Fantastik, 409, simple green, something to that effect.. spray some on it, then use a Q tip and toothpicks to wipe things clean... put the covers back on and see how it works.
don't put any grease back on it, as it attracts dirt and will cause the probelm again later.. just leave it clean and dry.


----------



## mymaximaisamoneypit (Feb 26, 2005)

Matt93SE said:


> it's a common problem on 3rd gens..
> what happens is the tiny gears on the odometer get gunked up.. tiny dirt particles get stuck in the white grease on the gears.. you basically have to take the thing apart and clean the gears off really well with a solvent that won't hurt the plastic but will get rid of the dirt and grease...
> 
> Fantastik, 409, simple green, something to that effect.. spray some on it, then use a Q tip and toothpicks to wipe things clean... put the covers back on and see how it works.
> don't put any grease back on it, as it attracts dirt and will cause the probelm again later.. just leave it clean and dry.

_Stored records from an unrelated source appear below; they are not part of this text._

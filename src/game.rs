//! Session owner and state machine entry points
//!
//! `Game` is what the frame scheduler and input source talk to. It owns the
//! current [`GameSession`], the best score, the best-score store and the
//! random source for gap placement.

use rand::{Rng, SeedableRng};
use rand_pcg::Pcg32;

use crate::error::ConfigError;
use crate::persistence::BestScoreStore;
use crate::settings::Settings;
use crate::sim::{GameEvent, GamePhase, GameSession, TickInput, autopilot_should_flap, tick};

/// A playable game: Playing <-> GameOver with a persisted best score
#[derive(Debug)]
pub struct Game<S: BestScoreStore, R: Rng = Pcg32> {
    settings: Settings,
    session: GameSession,
    best_score: u32,
    store: S,
    rng: R,
    /// Impulse received since the last tick
    pending_impulse: bool,
}

impl<S: BestScoreStore> Game<S, Pcg32> {
    /// Build a game whose gap sequence is reproducible from `seed`
    pub fn with_seed(settings: Settings, store: S, seed: u64) -> Result<Self, ConfigError> {
        Self::new(settings, store, Pcg32::seed_from_u64(seed))
    }
}

impl<S: BestScoreStore, R: Rng> Game<S, R> {
    /// Validate settings, load the best score and start the first session
    pub fn new(settings: Settings, store: S, rng: R) -> Result<Self, ConfigError> {
        settings.validate()?;

        let best_score = store.load_best_score().unwrap_or_else(|e| {
            log::warn!("Could not load best score, using 0: {}", e);
            0
        });

        let session = GameSession::new(&settings);
        log::info!(
            "New game ({} preset, best score {})",
            settings.preset.as_str(),
            best_score
        );

        Ok(Self {
            settings,
            session,
            best_score,
            store,
            rng,
            pending_impulse: false,
        })
    }

    /// Advance one tick. Does nothing while the game is over.
    pub fn tick(&mut self) -> Vec<GameEvent> {
        let input = TickInput {
            impulse: std::mem::take(&mut self.pending_impulse),
        };
        let mut events = tick(&mut self.session, &self.settings, &input, &mut self.rng);

        let crashed = events
            .iter()
            .any(|e| matches!(e, GameEvent::Crashed { .. }));
        if crashed && self.session.score > self.best_score {
            self.best_score = self.session.score;
            log::info!("New best score: {}", self.best_score);
            if let Err(e) = self.store.save_best_score(self.best_score) {
                log::warn!("Could not save best score: {}", e);
            }
            events.push(GameEvent::NewBest {
                score: self.best_score,
            });
        }

        events
    }

    /// Player input. Buffers a flap while playing; restarts after a crash.
    pub fn impulse(&mut self) -> Option<GameEvent> {
        match self.session.phase {
            GamePhase::Playing => {
                self.pending_impulse = true;
                None
            }
            GamePhase::GameOver => self.restart(),
        }
    }

    /// Replace a finished session with a fresh one. Ignored while playing.
    pub fn restart(&mut self) -> Option<GameEvent> {
        if self.session.phase != GamePhase::GameOver {
            return None;
        }
        self.session = GameSession::new(&self.settings);
        self.pending_impulse = false;
        log::info!("Restarted (best score {})", self.best_score);
        Some(GameEvent::Restarted)
    }

    /// Let the built-in demo policy decide whether to flap this tick
    pub fn autopilot(&mut self) {
        if autopilot_should_flap(&self.session, &self.settings) {
            self.pending_impulse = true;
        }
    }

    pub fn session(&self) -> &GameSession {
        &self.session
    }

    pub fn settings(&self) -> &Settings {
        &self.settings
    }

    pub fn best_score(&self) -> u32 {
        self.best_score
    }

    pub fn store(&self) -> &S {
        &self.store
    }

    pub fn has_pending_impulse(&self) -> bool {
        self.pending_impulse
    }
}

That sounds right. Thanks I will try that. I hope it works. I don't like not knowing how many miles are on my car.


----------



## TennesseeFats (Mar 30, 2005)

Thanks for the tip on the odometer. I've had this problem for about two years now. It seems to happen more when I first drive the car and it is cold. I also have a problem with the tach not registering correct RPM. It doesn't get past about 2500 RPM even though the engine is reving higher. Any advice on the cause and fix? Thanks.  


Matt93SE said:


> it's a common problem on 3rd gens..
> what happens is the tiny gears on the odometer get gunked up.. tiny dirt particles get stuck in the white grease on the gears.. you basically have to take the thing apart and clean the gears off really well with a solvent that won't hurt the plastic but will get rid of the dirt and grease...
> 
> Fantastik, 409, simple green, something to that effect.. spray some on it, then use a Q tip and toothpicks to wipe things clean... put the covers back on and see how it works.
> don't put any grease back on it, as it attracts dirt and will cause the probelm again later.. just leave it clean and dry.


----------